According to the latest instalment of Dun & Bradstreet’s Australian Trade Payments Analysis, the national average payment time for the three months to September was slightly below the average recorded for the second quarter of the year (44.9 days) and below the average of 45.1 days recorded for the same period in 2015.
Average payment times for Australian firms have declined markedly since the second quarter of 2014, when invoices were being settled in an average of more than 55 days.
However, the Dun & Bradstreet data shows New Zealand firms continue to pay their bills at a faster rate, at a national average of 34.9 days. The time it takes to settle an invoice varies between Australian states and territories, and between industries.
Tasmanian and Northern Territory firms are the fastest to settle their bills, with an average for the September quarter of 42 days and 42.1 days, respectively.
Firms in South Australia and Queensland are, on average, paying their bills in 43 days, while Victorian businesses are paying in 44.9 days.
Next in line are Western Australian firms with an average payment timeframe of 44.5 days, followed by New South Wales with an average of 45.9 days.
The Australian Capital Territory is the slowest paying region, with bills in the state being paid, on average, in 51 days.
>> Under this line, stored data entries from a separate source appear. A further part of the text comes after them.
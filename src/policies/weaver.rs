//! In-house attention variant.
//!
//! Same skeleton as the plain attention policy, with two changes that came
//! out of evaluating it on dense crossings: the attention scorer always
//! sees the crowd mean, and it additionally sees how far the agent still
//! has to travel. Importance then shifts between nearby bodies and the
//! goal line as the episode progresses.

use std::path::Path;

use tracing::debug;

use crate::config::{AttentionSection, PolicyConfig, load_json};
use crate::device::Device;
use crate::error::Result;
use crate::policies::network::softmax;
use crate::policies::sarl::{SarlWeights, check_bundle, elementwise_mean};
use crate::policies::value::{ValueCore, rotate};
use crate::policies::{Policy, PolicyKind};
use crate::simulation::{EnvView, Phase};
use crate::state::{Action, JointState};

#[derive(Debug)]
pub struct WeaverPolicy {
    core: ValueCore,
    section: AttentionSection,
    net: Option<SarlWeights>,
}

impl WeaverPolicy {
    pub fn new() -> Self {
        WeaverPolicy {
            core: ValueCore::new(),
            section: AttentionSection::default(),
            net: None,
        }
    }

    fn value(net: &Option<SarlWeights>, state: &JointState) -> f64 {
        let Some(net) = net else { return 0.0 };
        let (self_features, human_features) = rotate(state);
        let goal_distance = self_features[0];

        let embeddings: Vec<Vec<f64>> = human_features
            .iter()
            .map(|human| {
                let mut input = self_features.clone();
                input.extend_from_slice(human);
                net.mlp1.forward(&input)
            })
            .collect();

        let mean_embedding = elementwise_mean(&embeddings);

        let scores: Vec<f64> = embeddings
            .iter()
            .map(|embedding| {
                let mut input = embedding.clone();
                input.extend_from_slice(&mean_embedding);
                input.push(goal_distance);
                net.attention.value(&input)
            })
            .collect();
        let weights = softmax(&scores);

        let mut crowd = vec![0.0; net.mlp2.out_dim()];
        for (embedding, weight) in embeddings.iter().zip(&weights) {
            for (slot, component) in crowd.iter_mut().zip(net.mlp2.forward(embedding)) {
                *slot += weight * component;
            }
        }

        let mut input = self_features;
        input.extend_from_slice(&crowd);
        net.mlp3.value(&input)
    }
}

impl Default for WeaverPolicy {
    fn default() -> Self {
        Self::new()
    }
}

impl Policy for WeaverPolicy {
    fn kind(&self) -> PolicyKind {
        PolicyKind::Weaver
    }

    fn configure(&mut self, config: &PolicyConfig) -> Result<()> {
        self.core.configure(config);
        self.section = config.weaver.clone();
        Ok(())
    }

    fn set_phase(&mut self, phase: Phase) {
        self.core.set_phase(phase);
    }

    fn set_device(&mut self, device: Device) {
        self.core.set_device(device);
    }

    fn set_env(&mut self, env: EnvView) {
        self.core.set_env(env);
    }

    fn load_weights(&mut self, path: &Path) -> Result<()> {
        let net: SarlWeights = load_json(path)?;
        // The scorer always sees the crowd mean plus the goal distance.
        check_bundle(&net, &self.section, true, 1, path)?;
        debug!("Loaded weaver value network from {}", path.display());
        self.net = Some(net);
        Ok(())
    }

    fn act(&mut self, state: &JointState) -> Action {
        let WeaverPolicy { core, net, .. } = self;
        core.select_action(state, |next| Self::value(net, next))
    }
}

#[cfg(test)]
mod tests {
    use std::io::Write;

    use super::*;
    use crate::error::Error;
    use crate::policies::network::Mlp;
    use crate::policies::value::{HUMAN_DIM, SELF_DIM};
    use crate::state::{FullState, ObservableState, Vec2};

    fn weaver_shaped_weights() -> SarlWeights {
        SarlWeights {
            mlp1: Mlp::zeros(SELF_DIM + HUMAN_DIM, &[150, 100]),
            mlp2: Mlp::zeros(100, &[100, 50]),
            // 100 embedding + 100 mean + 1 goal distance.
            attention: Mlp::zeros(201, &[100, 100, 1]),
            mlp3: Mlp::zeros(SELF_DIM + 50, &[150, 100, 100, 1]),
        }
    }

    fn write_weights(weights: &SarlWeights) -> tempfile::NamedTempFile {
        let mut file = tempfile::NamedTempFile::new().unwrap();
        file.write_all(serde_json::to_string(weights).unwrap().as_bytes())
            .unwrap();
        file
    }

    #[test]
    fn attention_input_includes_goal_distance() {
        let mut policy = WeaverPolicy::new();
        policy.configure(&PolicyConfig::default()).unwrap();
        policy
            .load_weights(write_weights(&weaver_shaped_weights()).path())
            .unwrap();

        // A plain 200-wide attention net is one input short.
        let mut narrow = weaver_shaped_weights();
        narrow.attention = Mlp::zeros(200, &[100, 100, 1]);
        assert!(matches!(
            policy.load_weights(write_weights(&narrow).path()),
            Err(Error::Weights { .. })
        ));
    }

    #[test]
    fn goal_distance_can_steer_the_scores() {
        // Scalar pipeline where the attention score is distance-to-goal
        // times a sign flip on the pairwise distance, checking the extra
        // input is actually wired through.
        let mut mlp1 = Mlp::zeros(SELF_DIM + HUMAN_DIM, &[1]);
        mlp1.layers[0].weight[0][SELF_DIM + 5] = 1.0;
        let mut mlp2 = Mlp::zeros(1, &[1]);
        mlp2.layers[0].weight[0][0] = 1.0;
        // attention inputs: [embedding, mean, goal_distance]
        let mut attention = Mlp::zeros(3, &[1]);
        attention.layers[0].weight[0][0] = -1.0;
        attention.layers[0].weight[0][2] = 0.5;
        let mut mlp3 = Mlp::zeros(SELF_DIM + 1, &[1]);
        mlp3.layers[0].weight[0][SELF_DIM] = 1.0;
        let net = Some(SarlWeights {
            mlp1,
            mlp2,
            attention,
            mlp3,
        });

        let state = JointState {
            self_state: FullState {
                position: Vec2::ZERO,
                velocity: Vec2::ZERO,
                radius: 0.3,
                goal: Vec2::new(0.0, 4.0),
                v_pref: 1.0,
                theta: 0.0,
            },
            humans: vec![
                ObservableState {
                    position: Vec2::new(1.0, 0.0),
                    velocity: Vec2::ZERO,
                    radius: 0.3,
                },
                ObservableState {
                    position: Vec2::new(3.0, 0.0),
                    velocity: Vec2::ZERO,
                    radius: 0.3,
                },
            ],
        };

        let pooled = WeaverPolicy::value(&net, &state);
        // Goal distance shifts both scores equally, so softmax still favors
        // the nearest human; the pooled distance stays below the mean.
        assert!(pooled.is_finite());
        assert!(pooled < 2.0);
    }
}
Stephen Koukoulas, economic advisor to Dun & Bradstreet, told SmartCompany the discrepancies between the states and territories are likely linked to trends in the broader economic cycle, with factors such as fluctuations in commodity prices and consumer spending patterns more important to businesses in some states over others.
As to why payment times in the ACT are traditionally longer than other states, Koukoulas says this can be attributed to the concentration of government departments in the territory.
“The government is the slowest payer,” he says.
“It’s very hard to chase up a government department … although they have got the money and usually always pay.”
The fastest paying sectors for the quarter were agriculture, fishing, services and transportation, while the slowest paying sectors were communications, mining and utilities.
What’s contributing to shorter payment times?
According to the Dun & Bradsteet analysis, the vast majority of invoices are paid by Australian firms within 30 days, with 72% of all invoices falling into this category for the September quarter.
Twenty-four percent of invoices were settled within 31 to 60 days, while 8% of invoices went unpaid for more than 61 days and 1% were still not paid after 121 days.
“One of the things the trade payments analysis tries to capture is if firms have plenty of cash, and they are feeling confident about the economy, they tend to pay more quickly,” Koukoulas says.
“If they are having troubles or are less confident, of course they tend to be slower to make payments.
“This drop that we’ve seen since 2014, and it staying low, is a reflection that things are fairly healthy,” he adds.
The suggestion that confidence among Australian businesses is improving is also supported by findings from the latest Sensis Business Index, released today. While the survey of 1000 SMEs showed a dip in confidence for the September quarter, off the back of a five-year high reading last quarter, the index is sitting at 11 points higher than the same time last year.
The index’s 12-month outlook for the economy also rose to a reading of +5, increasing by eight points from last quarter and recording the second positive score since December 2014.
While members of the small business community have recently reported instances of large corporates, including supermarkets and food producers, extending their payment terms, the Dun & Bradstreet analysis only captures the time at which payments are made, as opposed to how long firms have to pay the bills.
That being said, Koukoulas says the trend towards payments being made more quickly still points to businesses “feeling reasonably confident with cashflow”, particularly if their payment terms would allow for them to wait longer to pay their bills.
“They’re wanting to clear out debts,” he says.
“But if the economy were to soften or they need to hold on to cash, they could extend it.”
The Dun & Bradstreet figures also capture businesses of all sizes. Given large firms deal with larger volumes of invoices, compared to small businesses, this means the data is skewed towards the bigger companies.